● TASK INSTRUCTIONS:
Output every entry exactly, from the first line to the last.

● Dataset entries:
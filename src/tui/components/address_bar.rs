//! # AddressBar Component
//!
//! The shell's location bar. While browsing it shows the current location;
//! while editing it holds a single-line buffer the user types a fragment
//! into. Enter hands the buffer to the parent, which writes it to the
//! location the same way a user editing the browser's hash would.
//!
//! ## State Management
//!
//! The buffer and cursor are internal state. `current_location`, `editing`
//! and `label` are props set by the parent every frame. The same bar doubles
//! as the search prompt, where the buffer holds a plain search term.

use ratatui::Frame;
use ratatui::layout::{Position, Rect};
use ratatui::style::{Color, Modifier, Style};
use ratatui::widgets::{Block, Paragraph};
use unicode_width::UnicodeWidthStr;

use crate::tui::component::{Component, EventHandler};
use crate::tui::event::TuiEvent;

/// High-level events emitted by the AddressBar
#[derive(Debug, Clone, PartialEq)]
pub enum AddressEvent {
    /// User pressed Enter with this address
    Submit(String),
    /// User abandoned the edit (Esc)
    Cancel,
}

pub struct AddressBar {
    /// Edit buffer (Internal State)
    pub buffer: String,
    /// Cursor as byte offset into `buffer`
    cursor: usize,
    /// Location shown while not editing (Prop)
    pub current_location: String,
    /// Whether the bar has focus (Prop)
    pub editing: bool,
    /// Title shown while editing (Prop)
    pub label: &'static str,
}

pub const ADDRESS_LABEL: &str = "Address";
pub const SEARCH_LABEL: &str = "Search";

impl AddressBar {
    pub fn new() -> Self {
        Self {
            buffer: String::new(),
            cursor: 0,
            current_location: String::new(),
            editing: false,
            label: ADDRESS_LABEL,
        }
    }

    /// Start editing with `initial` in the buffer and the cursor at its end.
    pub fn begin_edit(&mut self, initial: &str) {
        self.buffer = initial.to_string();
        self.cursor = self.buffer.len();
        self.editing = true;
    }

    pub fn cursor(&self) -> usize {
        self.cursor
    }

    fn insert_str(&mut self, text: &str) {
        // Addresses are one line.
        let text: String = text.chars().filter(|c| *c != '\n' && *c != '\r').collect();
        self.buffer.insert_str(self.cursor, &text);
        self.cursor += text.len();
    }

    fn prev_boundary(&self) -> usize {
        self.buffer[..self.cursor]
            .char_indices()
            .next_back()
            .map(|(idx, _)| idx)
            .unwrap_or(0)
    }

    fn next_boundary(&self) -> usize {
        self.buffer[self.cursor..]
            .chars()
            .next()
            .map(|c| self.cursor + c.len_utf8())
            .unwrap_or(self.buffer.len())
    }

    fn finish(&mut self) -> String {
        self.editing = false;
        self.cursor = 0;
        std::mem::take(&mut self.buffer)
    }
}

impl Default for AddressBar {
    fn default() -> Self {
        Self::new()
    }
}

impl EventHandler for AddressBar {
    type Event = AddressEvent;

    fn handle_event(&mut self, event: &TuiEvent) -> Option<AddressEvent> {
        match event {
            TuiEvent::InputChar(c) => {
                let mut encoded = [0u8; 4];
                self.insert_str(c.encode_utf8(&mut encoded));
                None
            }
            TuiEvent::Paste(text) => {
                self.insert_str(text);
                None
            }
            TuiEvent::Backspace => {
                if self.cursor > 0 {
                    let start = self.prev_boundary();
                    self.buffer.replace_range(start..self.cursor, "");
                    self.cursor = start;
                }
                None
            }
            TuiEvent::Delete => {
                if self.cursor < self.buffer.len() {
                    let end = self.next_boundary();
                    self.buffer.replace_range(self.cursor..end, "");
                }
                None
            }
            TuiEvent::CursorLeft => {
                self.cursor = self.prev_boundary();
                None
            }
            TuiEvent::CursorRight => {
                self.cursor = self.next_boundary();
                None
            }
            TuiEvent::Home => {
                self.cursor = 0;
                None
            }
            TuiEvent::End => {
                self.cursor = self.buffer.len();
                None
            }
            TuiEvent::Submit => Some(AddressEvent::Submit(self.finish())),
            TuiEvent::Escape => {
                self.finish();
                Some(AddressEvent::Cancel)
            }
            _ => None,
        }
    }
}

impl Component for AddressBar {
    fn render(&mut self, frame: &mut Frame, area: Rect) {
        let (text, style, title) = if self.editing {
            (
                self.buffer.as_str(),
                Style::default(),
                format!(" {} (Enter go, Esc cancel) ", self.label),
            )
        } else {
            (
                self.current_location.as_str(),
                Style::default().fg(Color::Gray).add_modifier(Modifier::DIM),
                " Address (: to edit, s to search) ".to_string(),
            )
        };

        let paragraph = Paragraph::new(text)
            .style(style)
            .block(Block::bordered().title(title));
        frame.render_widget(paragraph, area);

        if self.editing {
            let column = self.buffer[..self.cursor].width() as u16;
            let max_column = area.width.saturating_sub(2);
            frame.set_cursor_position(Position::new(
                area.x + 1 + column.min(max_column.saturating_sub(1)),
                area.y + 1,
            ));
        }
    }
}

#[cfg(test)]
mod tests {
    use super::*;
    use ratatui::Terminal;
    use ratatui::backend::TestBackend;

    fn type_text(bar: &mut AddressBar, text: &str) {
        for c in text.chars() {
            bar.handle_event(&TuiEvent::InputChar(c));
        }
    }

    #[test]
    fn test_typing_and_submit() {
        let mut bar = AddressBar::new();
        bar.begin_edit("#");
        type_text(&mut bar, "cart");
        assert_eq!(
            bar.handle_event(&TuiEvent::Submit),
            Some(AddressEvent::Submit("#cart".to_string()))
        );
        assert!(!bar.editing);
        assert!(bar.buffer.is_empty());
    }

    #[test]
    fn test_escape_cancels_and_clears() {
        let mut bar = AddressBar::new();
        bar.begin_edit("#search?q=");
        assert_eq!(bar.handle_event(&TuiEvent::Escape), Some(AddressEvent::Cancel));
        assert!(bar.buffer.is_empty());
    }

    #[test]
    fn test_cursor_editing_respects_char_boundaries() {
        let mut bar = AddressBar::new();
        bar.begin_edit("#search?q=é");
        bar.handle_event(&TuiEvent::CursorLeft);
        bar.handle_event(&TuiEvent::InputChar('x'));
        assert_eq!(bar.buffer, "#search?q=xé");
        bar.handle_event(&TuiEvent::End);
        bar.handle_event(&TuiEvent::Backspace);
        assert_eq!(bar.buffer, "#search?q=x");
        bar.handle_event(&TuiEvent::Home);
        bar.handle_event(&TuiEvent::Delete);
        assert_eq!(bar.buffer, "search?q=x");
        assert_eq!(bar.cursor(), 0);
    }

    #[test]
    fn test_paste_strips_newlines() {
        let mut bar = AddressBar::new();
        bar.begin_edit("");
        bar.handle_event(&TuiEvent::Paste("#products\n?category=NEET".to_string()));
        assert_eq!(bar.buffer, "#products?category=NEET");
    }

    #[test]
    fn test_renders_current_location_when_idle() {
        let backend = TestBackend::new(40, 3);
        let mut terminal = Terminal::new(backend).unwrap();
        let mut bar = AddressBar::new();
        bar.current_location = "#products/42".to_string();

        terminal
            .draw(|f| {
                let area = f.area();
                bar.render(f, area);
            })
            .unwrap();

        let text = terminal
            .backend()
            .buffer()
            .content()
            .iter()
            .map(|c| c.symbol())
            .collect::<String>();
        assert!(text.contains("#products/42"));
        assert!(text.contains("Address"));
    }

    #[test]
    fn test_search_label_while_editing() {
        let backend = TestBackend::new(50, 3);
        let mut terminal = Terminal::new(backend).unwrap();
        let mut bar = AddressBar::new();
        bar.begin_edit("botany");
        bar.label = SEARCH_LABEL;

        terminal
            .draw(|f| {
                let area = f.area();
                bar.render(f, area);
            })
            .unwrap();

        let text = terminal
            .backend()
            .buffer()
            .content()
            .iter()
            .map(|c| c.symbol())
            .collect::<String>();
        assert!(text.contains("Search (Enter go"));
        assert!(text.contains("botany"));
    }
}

● SOLUTION BELOW:
filename src/tui/components/address_bar.rs
//! # AddressBar Component
//!
//! The shell's location bar. While browsing it shows the current location;
//! while editing it holds a single-line buffer the user types a fragment
//! into. Enter hands the buffer to the parent, which writes it to the
//! location the same way a user editing the browser's hash would.
//!
//! ## State Management
//!
//! The buffer and cursor are internal state. `current_location`, `editing`
//! and `label` are props set by the parent every frame. The same bar doubles
//! as the search prompt, where the buffer holds a plain search term.

use ratatui::Frame;
use ratatui::layout::{Position, Rect};
use ratatui::style::{Color, Modifier, Style};
use ratatui::widgets::{Block, Paragraph};
use unicode_width::UnicodeWidthStr;

use crate::tui::component::{Component, EventHandler};
use crate::tui::event::TuiEvent;

/// High-level events emitted by the AddressBar
#[derive(Debug, Clone, PartialEq)]
pub enum AddressEvent {
    /// User pressed Enter with this address
    Submit(String),
    /// User abandoned the edit (Esc)
    Cancel,
}

pub struct AddressBar {
    /// Edit buffer (Internal State)
    pub buffer: String,
    /// Cursor as byte offset into `buffer`
    cursor: usize,
    /// Location shown while not editing (Prop)
    pub current_location: String,
    /// Whether the bar has focus (Prop)
    pub editing: bool,
    /// Title shown while editing (Prop)
    pub label: &'static str,
}

pub const ADDRESS_LABEL: &str = "Address";
pub const SEARCH_LABEL: &str = "Search";

impl AddressBar {
    pub fn new() -> Self {
        Self {
            buffer: String::new(),
            cursor: 0,
            current_location: String::new(),
            editing: false,
            label: ADDRESS_LABEL,
        }
    }

    /// Start editing with `initial` in the buffer and the cursor at its end.
    pub fn begin_edit(&mut self, initial: &str) {
        self.buffer = initial.to_string();
        self.cursor = self.buffer.len();
        self.editing = true;
    }

    pub fn cursor(&self) -> usize {
        self.cursor
    }

    fn insert_str(&mut self, text: &str) {
        // Addresses are one line.
        let text: String = text.chars().filter(|c| *c != '\n' && *c != '\r').collect();
        self.buffer.insert_str(self.cursor, &text);
        self.cursor += text.len();
    }

    fn prev_boundary(&self) -> usize {
        self.buffer[..self.cursor]
            .char_indices()
            .next_back()
            .map(|(idx, _)| idx)
            .unwrap_or(0)
    }

    fn next_boundary(&self) -> usize {
        self.buffer[self.cursor..]
            .chars()
            .next()
            .map(|c| self.cursor + c.len_utf8())
            .unwrap_or(self.buffer.len())
    }

    fn finish(&mut self) -> String {
        self.editing = false;
        self.cursor = 0;
        std::mem::take(&mut self.buffer)
    }
}

impl Default for AddressBar {
    fn default() -> Self {
        Self::new()
    }
}

impl EventHandler for AddressBar {
    type Event = AddressEvent;

    fn handle_event(&mut self, event: &TuiEvent) -> Option<AddressEvent> {
        match event {
            TuiEvent::InputChar(c) => {
                let mut encoded = [0u8; 4];
                self.insert_str(c.encode_utf8(&mut encoded));
                None
            }
            TuiEvent::Paste(text) => {
                self.insert_str(text);
                None
            }
            TuiEvent::Backspace => {
                if self.cursor > 0 {
                    let start = self.prev_boundary();
                    self.buffer.replace_range(start..self.cursor, "");
                    self.cursor = start;
                }
                None
            }
            TuiEvent::Delete => {
                if self.cursor < self.buffer.len() {
                    let end = self.next_boundary();
                    self.buffer.replace_range(self.cursor..end, "");
                }
                None
            }
            TuiEvent::CursorLeft => {
                self.cursor = self.prev_boundary();
                None
            }
            TuiEvent::CursorRight => {
                self.cursor = self.next_boundary();
                None
            }
            TuiEvent::Home => {
                self.cursor = 0;
                None
            }
            TuiEvent::End => {
                self.cursor = self.buffer.len();
                None
            }
            TuiEvent::Submit => Some(AddressEvent::Submit(self.finish())),
            TuiEvent::Escape => {
                self.finish();
                Some(AddressEvent::Cancel)
            }
            _ => None,
        }
    }
}

impl Component for AddressBar {
    fn render(&mut self, frame: &mut Frame, area: Rect) {
        let (text, style, title) = if self.editing {
            (
                self.buffer.as_str(),
                Style::default(),
                format!(" {} (Enter go, Esc cancel) ", self.label),
            )
        } else {
            (
                self.current_location.as_str(),
                Style::default().fg(Color::Gray).add_modifier(Modifier::DIM),
                " Address (: to edit, s to search) ".to_string(),
            )
        };

        let paragraph = Paragraph::new(text)
            .style(style)
            .block(Block::bordered().title(title));
        frame.render_widget(paragraph, area);

        if self.editing {
            let column = self.buffer[..self.cursor].width() as u16;
            let max_column = area.width.saturating_sub(2);
            frame.set_cursor_position(Position::new(
                area.x + 1 + column.min(max_column.saturating_sub(1)),
                area.y + 1,
            ));
        }
    }
}

#[cfg(test)]
mod tests {
    use super::*;
    use ratatui::Terminal;
    use ratatui::backend::TestBackend;

    fn type_text(bar: &mut AddressBar, text: &str) {
        for c in text.chars() {
            bar.handle_event(&TuiEvent::InputChar(c));
        }
    }

    #[test]
    fn test_typing_and_submit() {
        let mut bar = AddressBar::new();
        bar.begin_edit("#");
        type_text(&mut bar, "cart");
        assert_eq!(
            bar.handle_event(&TuiEvent::Submit),
            Some(AddressEvent::Submit("#cart".to_string()))
        );
        assert!(!bar.editing);
        assert!(bar.buffer.is_empty());
    }

    #[test]
    fn test_escape_cancels_and_clears() {
        let mut bar = AddressBar::new();
        bar.begin_edit("#search?q=");
        assert_eq!(bar.handle_event(&TuiEvent::Escape), Some(AddressEvent::Cancel));
        assert!(bar.buffer.is_empty());
    }

    #[test]
    fn test_cursor_editing_respects_char_boundaries() {
        let mut bar = AddressBar::new();
        bar.begin_edit("#search?q=é");
        bar.handle_event(&TuiEvent::CursorLeft);
        bar.handle_event(&TuiEvent::InputChar('x'));
        assert_eq!(bar.buffer, "#search?q=xé");
        bar.handle_event(&TuiEvent::End);
        bar.handle_event(&TuiEvent::Backspace);
        assert_eq!(bar.buffer, "#search?q=x");
        bar.handle_event(&TuiEvent::Home);
        bar.handle_event(&TuiEvent::Delete);
        assert_eq!(bar.buffer, "search?q=x");
        assert_eq!(bar.cursor(), 0);
    }

    #[test]
    fn test_paste_strips_newlines() {
        let mut bar = AddressBar::new();
        bar.begin_edit("");
        bar.handle_event(&TuiEvent::Paste("#products\n?category=NEET".to_string()));
        assert_eq!(bar.buffer, "#products?category=NEET");
    }

    #[test]
    fn test_renders_current_location_when_idle() {
        let backend = TestBackend::new(40, 3);
        let mut terminal = Terminal::new(backend).unwrap();
        let mut bar = AddressBar::new();
        bar.current_location = "#products/42".to_string();

        terminal
            .draw(|f| {
                let area = f.area();
                bar.render(f, area);
            })
            .unwrap();

        let text = terminal
            .backend()
            .buffer()
            .content()
            .iter()
            .map(|c| c.symbol())
            .collect::<String>();
        assert!(text.contains("#products/42"));
        assert!(text.contains("Address"));
    }

    #[test]
    fn test_search_label_while_editing() {
        let backend = TestBackend::new(50, 3);
        let mut terminal = Terminal::new(backend).unwrap();
        let mut bar = AddressBar::new();
        bar.begin_edit("botany");
        bar.label = SEARCH_LABEL;

        terminal
            .draw(|f| {
                let area = f.area();
                bar.render(f, area);
            })
            .unwrap();

        let text = terminal
            .backend()
            .buffer()
            .content()
            .iter()
            .map(|c| c.symbol())
            .collect::<String>();
        assert!(text.contains("Search (Enter go"));
        assert!(text.contains("botany"));
    }
}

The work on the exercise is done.